The company showed off its warehouse-scale optical tracking system at GDC 2018, and during a demo on Wednesday, I was afforded the opportunity to try it out while slaughtering hordes of zombies in Arizona Sunshine from Vertigo Games. The OptiTrack system utilized a suite of VR components including the Oculus VR HMD, the Hardlight VR haptic feedback vest and a Striker VR rifle-style controller. Interestingly, the entire system runs wirelessly with shockingly low latency. Rather than have players tethered directly to the PC or forcing them to carry it around on their backs, the OptiTrack system instead mounts a lightweight wireless transmitter on the vest's back. This reduces the amount of load players are required to carry, making them faster and more mobile.
Taken together, this setup dramatically improves the player's mobility. For example, in the home VR version of Arizona Sunshine, players move around by teleporting between static positions and then have to rotate like turrets while fending off the zombie onslaught. But with the OptiTrack system, you're instead able to move about the designated area freely: strafing, advancing and retreating from the enemy. You can even take cover and shoot around corners. It really feels like you're blasting your way through a Zombiepocalpyse.

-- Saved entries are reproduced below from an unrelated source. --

//! Data model shared by the store, the stages and the scheduler.

pub mod config;
pub mod context;
pub mod object;
pub mod spec;
pub mod status;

The OptiTrack system currently supports up to four players when playing Arizona Sunshine -- though that's a limit of the game itself, not the tech -- but can be expanded to as many as 20 players, a company rep told Engadget. The company hopes to partner with other game studios to adapt their existing first person shooter titles to this free-moving VR landscape (immersive Call of Duty, anybody?). There's no word, however, as to when this system will land at a VR arcade near you. But once it does, it will be getting all of my quarters.